Laubholzschuppenwurz

Eine echte Seltenheit, denn erst nach 10 Jahren öffnen sich die unscheinbaren Blüten des Laubholzschuppenwurz (Lathraea squamaria). Dabei es handelt sich um einen Vollschmarotzer.
Blüte des Laubholzschuppenwurz

Vorkommen und Verbreitung: Der Laubholzschuppenwurz wächst vor allem in Hartholz-Auenwälder (vor allem bei Weiden, Haselsträucheron, Erlen und Pappeln), Buchen- und Buchenmischwälder, seltener auch in Ligustergebüschen. Der Schuppenwurz ist in ganz Deuschland verstreut anzutreffen.

Wuchsform: Die Pflanze ist krautig, ausdauernd und erreicht eine Größe von 10 bis 30 cm. Es handelt sich um eine Schmarotzerpflanze, die ein unterirdisches Wurzelgeflecht (Rhizom) ausbildet.
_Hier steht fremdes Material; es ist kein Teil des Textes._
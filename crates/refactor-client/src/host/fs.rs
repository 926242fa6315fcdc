use std::path::Path;

/// Synchronous filesystem queries
pub trait FileSystem: Send + Sync {
    fn exists(&self, path: &Path) -> bool;
}

/// The local disk
#[derive(Debug, Default, Clone, Copy)]
pub struct LocalFileSystem;

impl FileSystem for LocalFileSystem {
    fn exists(&self, path: &Path) -> bool {
        path.exists()
    }
}
#[tokio::test]
async fn test_single_destination_is_still_offered_in_picker() {
    let server = StubServer::new();
    let editor = RecordingEditor::new();
    server.set_destinations(json!({
        "destinations": [{"displayName": "com.example.b", "uri": TARGET}],
    }));
    server.set_move_result(rename_into_target("A.java"));
    let client = client(&server, &editor, StubFileSystem::with_files(&[]));

    let outcome = client.service().moves().move_file(vec![url(A)]).await.unwrap();

    assert_eq!(outcome, Outcome::Applied);
    let picks = editor.picks();
    assert_eq!(picks.len(), 1);
    assert_eq!(picks[0].items.len(), 1);
    assert_eq!(picks[0].items[0].label, "com.example.b");
    assert_eq!(picks[0].items[0].description.as_deref(), Some("src/com/example/b"));
    assert_eq!(picks[0].placeholder, "Choose the target package for A.java.");
}

#[tokio::test]
async fn test_destination_query_and_move_request() {
    let server = StubServer::new();
    let editor = RecordingEditor::new();
    server.set_destinations(package_destinations());
    server.set_move_result(rename_into_target("A.java"));
    editor.choose(Some(1));
    let client = client(&server, &editor, StubFileSystem::with_files(&[]));

    client.service().moves().move_file(vec![url(A), url(B)]).await.unwrap();

    let picks = editor.picks();
    assert_eq!(picks[0].placeholder, "Choose the target package for 2 selected files.");
    assert_eq!(picks[0].items[0].label, "* com.example.a");
    assert_eq!(picks[0].items[1].label, "com.example.b");

    let queries = server.destination_requests();
    assert_eq!(queries.len(), 1);
    assert_eq!(queries[0].move_kind, MoveKind::MoveResource);
    assert_eq!(queries[0].source_uris, vec![A.to_string(), B.to_string()]);
    assert!(queries[0].params.is_none());
    assert!(queries[0].destination.is_none());

    let moves = server.move_requests();
    assert_eq!(moves.len(), 1);
    assert_eq!(moves[0].update_references, Some(true));
    assert_eq!(
        moves[0].destination.as_ref().map(MoveDestination::display_name),
        Some("com.example.b")
    );
}

#[tokio::test]
async fn test_colliding_file_is_left_out_with_warning() {
    let server = StubServer::new();
    let editor = RecordingEditor::new();
    server.set_destinations(package_destinations());
    server.set_move_result(rename_into_target("B.java"));
    editor.choose(Some(1));
    let fs = StubFileSystem::with_files(&["/workspace/src/com/example/b/A.java"]);
    let client = client(&server, &editor, fs);

    let outcome = client.service().moves().move_file(vec![url(A), url(B)]).await.unwrap();

    assert_eq!(outcome, Outcome::Applied);
    assert_eq!(
        editor.warnings(),
        vec!["The files 'A.java' already exist in the package 'com.example.b'. The move operation will ignore them."]
    );
    let moves = server.move_requests();
    assert_eq!(moves.len(), 1);
    assert_eq!(moves[0].source_uris, vec![B.to_string()]);
}
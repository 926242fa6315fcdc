//! Collaborators the refactoring flows are given instead of reaching for
//! global editor state.
//!
//! - [`Editor`]: documents, edits, messages, pickers and commands of the host
//! - [`FileSystem`]: synchronous existence checks for move collisions
//! - [`RefactorServer`]: the language server's refactoring requests

pub mod editor;
pub mod fs;
pub mod server;
pub mod terminal;

pub use editor::{Editor, RENAME_SYMBOL_COMMAND};
pub use fs::{FileSystem, LocalFileSystem};
pub use server::RefactorServer;
pub use terminal::TerminalEditor;
use anyhow::Result;
use lsp_types::FormattingOptions;
use serde::{Deserialize, Serialize};
use serde_json::{json, Value};
use std::collections::HashMap;
use std::path::Path;

/// File name of the client configuration inside the config root
pub const CONFIG_FILE_NAME: &str = "config.json";

/// How to start the language server
#[derive(Debug, Deserialize, Serialize, Clone, PartialEq)]
pub struct ServerConfig {
    pub name: String,
    pub command: String,
    #[serde(default)]
    pub args: Vec<String>,
    #[serde(default)]
    pub initialization_options: Option<Value>,
}

/// Formatting preferences sent with edit refactorings
#[derive(Debug, Deserialize, Serialize, Clone, Copy, PartialEq, Eq)]
pub struct FormattingConfig {
    pub tab_size: u32,
    pub insert_spaces: bool,
}

impl Default for FormattingConfig {
    fn default() -> Self {
        Self {
            tab_size: 4,
            insert_spaces: true,
        }
    }
}

impl FormattingConfig {
    pub fn to_formatting_options(self) -> FormattingOptions {
        FormattingOptions {
            tab_size: self.tab_size,
            insert_spaces: self.insert_spaces,
            properties: HashMap::new(),
            trim_trailing_whitespace: None,
            insert_final_newline: None,
            trim_final_newlines: None,
        }
    }
}

#[derive(Debug, Deserialize, Serialize, Clone, PartialEq)]
pub struct ClientConfig {
    pub server: ServerConfig,
    #[serde(default)]
    pub formatting: FormattingConfig,
}

impl ClientConfig {
    /// Get or create configuration in config root folder
    pub fn get_or_create(config_root: &Path) -> Result<Self> {
        let config_path = config_root.join(CONFIG_FILE_NAME);

        // Create config directory if it doesn't exist
        if !config_root.exists() {
            std::fs::create_dir_all(config_root)?;
        }

        // If config file exists, load it, otherwise create default
        if config_path.exists() {
            let content = std::fs::read_to_string(&config_path)?;
            Ok(serde_json::from_str(&content)?)
        } else {
            let default_config = Self::default_config();
            let config_json = serde_json::to_string_pretty(&default_config)?;
            std::fs::write(&config_path, config_json)?;
            Ok(default_config)
        }
    }

    /// Default configuration: Eclipse JDT language server with the move and
    /// extract refactoring extensions enabled
    pub fn default_config() -> Self {
        Self {
            server: ServerConfig {
                name: "jdtls".to_string(),
                command: "jdtls".to_string(),
                args: Vec::new(),
                initialization_options: Some(json!({
                    "extendedClientCapabilities": {
                        "moveRefactoringSupport": true,
                        "advancedExtractRefactoringSupport": true,
                        "advancedIntroduceParameterRefactoringSupport": true,
                        "classFileContentsSupport": true,
                    }
                })),
            },
            formatting: FormattingConfig::default(),
        }
    }
}
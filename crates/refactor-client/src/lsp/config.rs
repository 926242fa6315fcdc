use lsp_types::*;
use serde_json::Value;
use url::Url;

/// Configuration for LSP client initialization
pub struct LspConfig;

#[allow(deprecated)]
impl LspConfig {
    /// Build initialization parameters advertising the workspace edit
    /// support the refactoring flows rely on
    pub fn build_initialize_params(root_uri: Url, initialization_options: Option<Value>) -> InitializeParams {
        InitializeParams {
            process_id: Some(std::process::id()),
            root_path: None,
            root_uri: Some(root_uri.clone()),
            initialization_options,
            capabilities: ClientCapabilities {
                general: Some(GeneralClientCapabilities {
                    // Offsets handed to the rename trigger are UTF-16 code units
                    position_encodings: Some(vec![PositionEncodingKind::UTF16]),
                    ..Default::default()
                }),
                text_document: Some(TextDocumentClientCapabilities {
                    rename: Some(RenameClientCapabilities {
                        dynamic_registration: Some(true),
                        prepare_support: Some(true),
                        ..Default::default()
                    }),
                    code_action: Some(CodeActionClientCapabilities {
                        dynamic_registration: Some(true),
                        code_action_literal_support: Some(CodeActionLiteralSupport {
                            code_action_kind: CodeActionKindLiteralSupport {
                                value_set: vec![
                                    CodeActionKind::REFACTOR.as_str().to_string(),
                                    CodeActionKind::REFACTOR_EXTRACT.as_str().to_string(),
                                    CodeActionKind::REFACTOR_INLINE.as_str().to_string(),
                                    CodeActionKind::REFACTOR_REWRITE.as_str().to_string(),
                                ],
                            },
                        }),
                        ..Default::default()
                    }),
                    synchronization: Some(TextDocumentSyncClientCapabilities {
                        dynamic_registration: Some(true),
                        will_save: Some(true),
                        will_save_wait_until: Some(true),
                        did_save: Some(true),
                    }),
                    ..Default::default()
                }),
                workspace: Some(WorkspaceClientCapabilities {
                    apply_edit: Some(true),
                    workspace_edit: Some(WorkspaceEditClientCapabilities {
                        document_changes: Some(true),
                        resource_operations: Some(vec![
                            ResourceOperationKind::Create,
                            ResourceOperationKind::Rename,
                            ResourceOperationKind::Delete,
                        ]),
                        ..Default::default()
                    }),
                    symbol: Some(WorkspaceSymbolClientCapabilities {
                        dynamic_registration: Some(true),
                        ..Default::default()
                    }),
                    execute_command: Some(DynamicRegistrationClientCapabilities {
                        dynamic_registration: Some(true),
                    }),
                    workspace_folders: Some(true),
                    file_operations: Some(WorkspaceFileOperationsClientCapabilities {
                        dynamic_registration: Some(true),
                        will_rename: Some(true),
                        did_rename: Some(true),
                        ..Default::default()
                    }),
                    ..Default::default()
                }),
                ..Default::default()
            },
            trace: Some(TraceValue::Off),
            workspace_folders: Some(vec![WorkspaceFolder {
                uri: root_uri,
                name: "workspace".to_string(),
            }]),
            client_info: Some(ClientInfo {
                name: env!("CARGO_PKG_NAME").to_string(),
                version: Some(env!("CARGO_PKG_VERSION").to_string()),
            }),
            locale: None,
            work_done_progress_params: Default::default(),
        }
    }
}
use lsp_types::{CodeActionParams, Command, FormattingOptions, WorkspaceEdit};
use serde::{Deserialize, Serialize};
use serde_json::Value;
use std::fmt;
use std::str::FromStr;

use super::entities::MoveDestination;

/// AST node codes the server reports in `CommandInfo::member_type` for type declarations.
const TYPE_DECLARATION: u32 = 55;
const ENUM_DECLARATION: u32 = 71;
const ANNOTATION_TYPE_DECLARATION: u32 = 81;

/// Refactoring identifiers, spelled the way the language server expects them.
#[derive(Debug, Clone, Copy, PartialEq, Eq, Hash, Serialize, Deserialize)]
#[serde(rename_all = "camelCase")]
pub enum RefactorKind {
    ExtractVariable,
    ExtractVariableAllOccurrence,
    ExtractConstant,
    ExtractMethod,
    ExtractField,
    AssignField,
    ConvertVariableToField,
    InvertVariable,
    IntroduceParameter,
    ConvertAnonymousClassToNestedCommand,
    MoveTypeToNewFile,
    MoveFile,
    MoveInstanceMethod,
    MoveStaticMember,
    MoveType,
}

impl RefactorKind {
    pub fn as_str(&self) -> &'static str {
        match self {
            RefactorKind::ExtractVariable => "extractVariable",
            RefactorKind::ExtractVariableAllOccurrence => "extractVariableAllOccurrence",
            RefactorKind::ExtractConstant => "extractConstant",
            RefactorKind::ExtractMethod => "extractMethod",
            RefactorKind::ExtractField => "extractField",
            RefactorKind::AssignField => "assignField",
            RefactorKind::ConvertVariableToField => "convertVariableToField",
            RefactorKind::InvertVariable => "invertVariable",
            RefactorKind::IntroduceParameter => "introduceParameter",
            RefactorKind::ConvertAnonymousClassToNestedCommand => "convertAnonymousClassToNestedCommand",
            RefactorKind::MoveTypeToNewFile => "moveTypeToNewFile",
            RefactorKind::MoveFile => "moveFile",
            RefactorKind::MoveInstanceMethod => "moveInstanceMethod",
            RefactorKind::MoveStaticMember => "moveStaticMember",
            RefactorKind::MoveType => "moveType",
        }
    }

    /// Kinds whose edit is computed in a single `java/getRefactorEdit` round trip
    pub fn is_edit_kind(&self) -> bool {
        !matches!(
            self,
            RefactorKind::MoveFile
                | RefactorKind::MoveInstanceMethod
                | RefactorKind::MoveStaticMember
                | RefactorKind::MoveType
        )
    }

    /// Kinds that introduce a field and may ask where it gets initialized
    pub fn needs_initialization_scope(&self) -> bool {
        matches!(self, RefactorKind::ExtractField | RefactorKind::ConvertVariableToField)
    }
}

impl fmt::Display for RefactorKind {
    fn fmt(&self, f: &mut fmt::Formatter<'_>) -> fmt::Result {
        f.write_str(self.as_str())
    }
}

impl FromStr for RefactorKind {
    type Err = String;

    fn from_str(s: &str) -> Result<Self, Self::Err> {
        match s {
            "extractVariable" => Ok(RefactorKind::ExtractVariable),
            "extractVariableAllOccurrence" => Ok(RefactorKind::ExtractVariableAllOccurrence),
            "extractConstant" => Ok(RefactorKind::ExtractConstant),
            "extractMethod" => Ok(RefactorKind::ExtractMethod),
            "extractField" => Ok(RefactorKind::ExtractField),
            "assignField" => Ok(RefactorKind::AssignField),
            "convertVariableToField" => Ok(RefactorKind::ConvertVariableToField),
            "invertVariable" => Ok(RefactorKind::InvertVariable),
            "introduceParameter" => Ok(RefactorKind::IntroduceParameter),
            "convertAnonymousClassToNestedCommand" => Ok(RefactorKind::ConvertAnonymousClassToNestedCommand),
            "moveTypeToNewFile" => Ok(RefactorKind::MoveTypeToNewFile),
            "moveFile" => Ok(RefactorKind::MoveFile),
            "moveInstanceMethod" => Ok(RefactorKind::MoveInstanceMethod),
            "moveStaticMember" => Ok(RefactorKind::MoveStaticMember),
            "moveType" => Ok(RefactorKind::MoveType),
            _ => Err(format!("Unknown refactoring: {}", s)),
        }
    }
}

/// Parameters of `java/getRefactorEdit`.
#[derive(Debug, Clone, PartialEq, Serialize, Deserialize)]
#[serde(rename_all = "camelCase")]
pub struct GetRefactorEditParams {
    pub command: RefactorKind,
    pub context: CodeActionParams,
    pub options: FormattingOptions,
    #[serde(default, skip_serializing_if = "Vec::is_empty")]
    pub command_arguments: Vec<Value>,
}

/// Result of `java/getRefactorEdit` and `java/move`.
///
/// Any combination of the three fields may be present; an error message
/// takes precedence over the others.
#[derive(Debug, Clone, Default, PartialEq, Serialize, Deserialize)]
#[serde(rename_all = "camelCase")]
pub struct RefactorWorkspaceEdit {
    #[serde(default, skip_serializing_if = "Option::is_none")]
    pub edit: Option<WorkspaceEdit>,
    #[serde(default, skip_serializing_if = "Option::is_none")]
    pub command: Option<Command>,
    #[serde(default, skip_serializing_if = "Option::is_none")]
    pub error_message: Option<String>,
}

impl RefactorWorkspaceEdit {
    pub fn error(message: impl Into<String>) -> Self {
        Self {
            error_message: Some(message.into()),
            ..Default::default()
        }
    }

    pub fn with_edit(edit: WorkspaceEdit) -> Self {
        Self {
            edit: Some(edit),
            ..Default::default()
        }
    }
}

/// What a move request relocates.
#[derive(Debug, Clone, Copy, PartialEq, Eq, Serialize, Deserialize)]
#[serde(rename_all = "camelCase")]
pub enum MoveKind {
    MoveResource,
    MoveInstanceMethod,
    MoveStaticMember,
    MoveTypeToClass,
}

/// Parameters shared by `java/getMoveDestinations` and `java/move`.
#[derive(Debug, Clone, PartialEq, Serialize, Deserialize)]
#[serde(rename_all = "camelCase")]
pub struct MoveParams {
    pub move_kind: MoveKind,
    pub source_uris: Vec<String>,
    /// Serialized as `null` when absent; the server distinguishes file moves this way.
    pub params: Option<CodeActionParams>,
    #[serde(default, skip_serializing_if = "Option::is_none")]
    pub destination: Option<MoveDestination>,
    #[serde(default, skip_serializing_if = "Option::is_none")]
    pub update_references: Option<bool>,
}

impl MoveParams {
    /// Destination query for the given sources
    pub fn destinations(move_kind: MoveKind, source_uris: Vec<String>, params: Option<CodeActionParams>) -> Self {
        Self {
            move_kind,
            source_uris,
            params,
            destination: None,
            update_references: None,
        }
    }

    /// Turns a destination query into the move request for the chosen destination
    pub fn to(mut self, destination: MoveDestination) -> Self {
        self.destination = Some(destination);
        self
    }

    pub fn updating_references(mut self) -> Self {
        self.update_references = Some(true);
        self
    }
}

/// Result of `java/getMoveDestinations`.
#[derive(Debug, Clone, Default, PartialEq, Serialize, Deserialize)]
#[serde(rename_all = "camelCase")]
pub struct MoveDestinationsResponse {
    #[serde(default, skip_serializing_if = "Option::is_none")]
    pub error_message: Option<String>,
    #[serde(default)]
    pub destinations: Vec<MoveDestination>,
}

/// Parameters of `java/searchSymbols`.
#[derive(Debug, Clone, PartialEq, Serialize, Deserialize)]
#[serde(rename_all = "camelCase")]
pub struct SearchSymbolParams {
    pub query: String,
    #[serde(default, skip_serializing_if = "Option::is_none")]
    pub project_name: Option<String>,
    #[serde(default, skip_serializing_if = "Option::is_none")]
    pub max_results: Option<u32>,
    #[serde(default, skip_serializing_if = "Option::is_none")]
    pub source_only: Option<bool>,
}

/// Argument of the rename trigger: a document and a character offset into it.
#[derive(Debug, Clone, PartialEq, Eq, Serialize, Deserialize)]
pub struct RenamePosition {
    pub uri: String,
    pub offset: u32,
}

/// Auxiliary information the server attaches to a refactoring code action.
#[derive(Debug, Clone, Default, PartialEq, Serialize, Deserialize)]
#[serde(rename_all = "camelCase", default)]
pub struct CommandInfo {
    /// Document a `moveFile` action applies to
    pub uri: Option<String>,
    /// Candidate initialization scopes for field-introducing refactorings
    pub initialized_scopes: Option<Vec<String>>,
    pub display_name: Option<String>,
    pub enclosing_type_name: Option<String>,
    /// AST node code of the member being moved
    pub member_type: Option<u32>,
    pub project_name: Option<String>,
    pub supported_destination_kinds: Option<Vec<String>>,
}

impl CommandInfo {
    pub fn display_name(&self) -> &str {
        self.display_name.as_deref().unwrap_or_default()
    }

    /// Whether the member is itself a type (class, enum or annotation) declaration
    pub fn is_type_declaration(&self) -> bool {
        matches!(
            self.member_type,
            Some(TYPE_DECLARATION | ENUM_DECLARATION | ANNOTATION_TYPE_DECLARATION)
        )
    }
}
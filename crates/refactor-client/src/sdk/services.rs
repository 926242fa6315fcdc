//! Service layer for refactoring flows
//!
//! The flows are split into 3 focused services:
//! - EditApplier: Applies refactoring results and saves the documents they touched
//! - MoveService: Move refactorings (files, instance methods, static members, types)
//! - RefactorService: Apply-refactoring dispatch and the rename trigger

pub mod edit_service;
pub mod move_service;
pub mod refactor_service;

pub use edit_service::*;
pub use move_service::*;
pub use refactor_service::*;
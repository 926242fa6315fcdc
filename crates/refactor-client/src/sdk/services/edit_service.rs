use lsp_types::{DocumentChangeOperation, DocumentChanges, ResourceOp, Url, WorkspaceEdit};
use std::sync::Arc;
use tracing::{debug, warn};

use crate::error::RefactorError;
use crate::host::Editor;
use crate::model::entities::Outcome;
use crate::model::types::RefactorWorkspaceEdit;

/// Applies refactoring results returned by the server to the host editor
#[derive(Clone)]
pub struct EditApplier {
    editor: Arc<dyn Editor>,
}

impl EditApplier {
    pub fn new(editor: Arc<dyn Editor>) -> Self {
        Self { editor }
    }

    /// Apply a refactoring result.
    ///
    /// An error message is shown verbatim and nothing else happens. Otherwise
    /// the edit is applied, then the follow-up command runs.
    pub async fn apply(&self, result: Option<RefactorWorkspaceEdit>) -> Result<Outcome, RefactorError> {
        self.apply_result(result, false).await
    }

    /// Like [`EditApplier::apply`], saving the touched documents once the edit
    /// is applied and before the follow-up command runs
    pub async fn apply_and_save(&self, result: Option<RefactorWorkspaceEdit>) -> Result<Outcome, RefactorError> {
        self.apply_result(result, true).await
    }

    async fn apply_result(&self, result: Option<RefactorWorkspaceEdit>, save: bool) -> Result<Outcome, RefactorError> {
        let Some(result) = result else {
            debug!("Server returned no refactoring result");
            return Ok(Outcome::NothingToDo);
        };

        if let Some(message) = result.error_message {
            self.editor.show_error(&message).await;
            return Err(RefactorError::Server(message));
        }

        let mut outcome = Outcome::NothingToDo;

        if let Some(edit) = &result.edit {
            let applied = self.editor.apply_edit(edit).await.map_err(RefactorError::Editor)?;
            if !applied {
                return Err(RefactorError::Editor(anyhow::anyhow!("The editor rejected the edit")));
            }
            outcome = Outcome::Applied;

            if save {
                let saved = self.save_touched(edit).await;
                debug!("Saved {} documents", saved.len());
            }
        }

        if let Some(command) = result.command {
            debug!("Running follow-up command {}", command.command);
            self.editor
                .execute_command(&command.command, command.arguments.unwrap_or_default())
                .await
                .map_err(RefactorError::Editor)?;
            outcome = Outcome::Applied;
        }

        Ok(outcome)
    }

    /// Save every document an applied edit touched, identified by its final URI.
    ///
    /// Documents are saved one after another. A document the editor cannot
    /// open is skipped, and a failed save does not stop the remaining ones.
    ///
    /// # Returns
    /// * `Vec<Url>` - The documents that were saved
    pub async fn save_touched(&self, edit: &WorkspaceEdit) -> Vec<Url> {
        let mut saved = Vec::new();

        for uri in touched_documents(edit) {
            match self.editor.open_document(&uri).await {
                Ok(Some(_)) => {},
                Ok(None) => {
                    debug!("Skipping save of {}: not open", uri);
                    continue;
                },
                Err(e) => {
                    warn!("Skipping save of {}: {:#}", uri, e);
                    continue;
                },
            }

            match self.editor.save_document(&uri).await {
                Ok(true) => saved.push(uri),
                Ok(false) => warn!("Editor declined to save {}", uri),
                Err(e) => warn!("Failed to save {}: {:#}", uri, e),
            }
        }

        saved
    }
}

/// Documents a workspace edit leaves behind, by their identity after the edit.
///
/// Text edits and created files add their document, a rename replaces the
/// old URI with the new one, and a delete removes its URI. Documents appear
/// in the order they were first touched; `changes` entries come first,
/// ordered by URI.
pub fn touched_documents(edit: &WorkspaceEdit) -> Vec<Url> {
    fn touch(touched: &mut Vec<Url>, uri: &Url) {
        if !touched.contains(uri) {
            touched.push(uri.clone());
        }
    }

    let mut touched: Vec<Url> = Vec::new();

    if let Some(changes) = &edit.changes {
        let mut uris: Vec<&Url> = changes.keys().collect();
        uris.sort_by(|a, b| a.as_str().cmp(b.as_str()));
        for uri in uris {
            touch(&mut touched, uri);
        }
    }

    match &edit.document_changes {
        Some(DocumentChanges::Edits(edits)) => {
            for edit in edits {
                touch(&mut touched, &edit.text_document.uri);
            }
        },
        Some(DocumentChanges::Operations(operations)) => {
            for operation in operations {
                match operation {
                    DocumentChangeOperation::Edit(edit) => touch(&mut touched, &edit.text_document.uri),
                    DocumentChangeOperation::Op(ResourceOp::Create(create)) => touch(&mut touched, &create.uri),
                    DocumentChangeOperation::Op(ResourceOp::Rename(rename)) => {
                        touched.retain(|uri| uri != &rename.old_uri);
                        touch(&mut touched, &rename.new_uri);
                    },
                    DocumentChangeOperation::Op(ResourceOp::Delete(delete)) => {
                        touched.retain(|uri| uri != &delete.uri);
                    },
                }
            }
        },
        None => {},
    }

    touched
}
Damit zieht sie sich Nährstoffe aus den Wurzeln ihrer Wirtsbäume. Das Rhizom kann bis zu 2 Meter lang werden und bis zu 5 kg erreichen.

Blätter & Blüten: Es bilden sich kleine schuppenförmige Blätter am unteren Ende des Stängels. Diese sind weiß bis rosa gefärbt. Der Schuppenwurz ist nur während der kurzen Blütephase im Frühjahr sichtbar. Die Blüten haben dann eine weißliche bis dunkelrosa Färbung. Die Blütezeit beginnt direkt nach der Schneeschmelze im März bis in den April. Die Blüten sind in einer übergebogen Traube angeordnet. Bestäuber der Pflanze sind Insekten (vor allem Hummeln und Bienen).

Die Blüten sind zweiseitig symmetrisch und haben nur eine Länge von 14 bis 17 mm. Die vier Blütenblätter sind miteinander verwachsen. Im Inneren bilden sich 4 Staubblätter.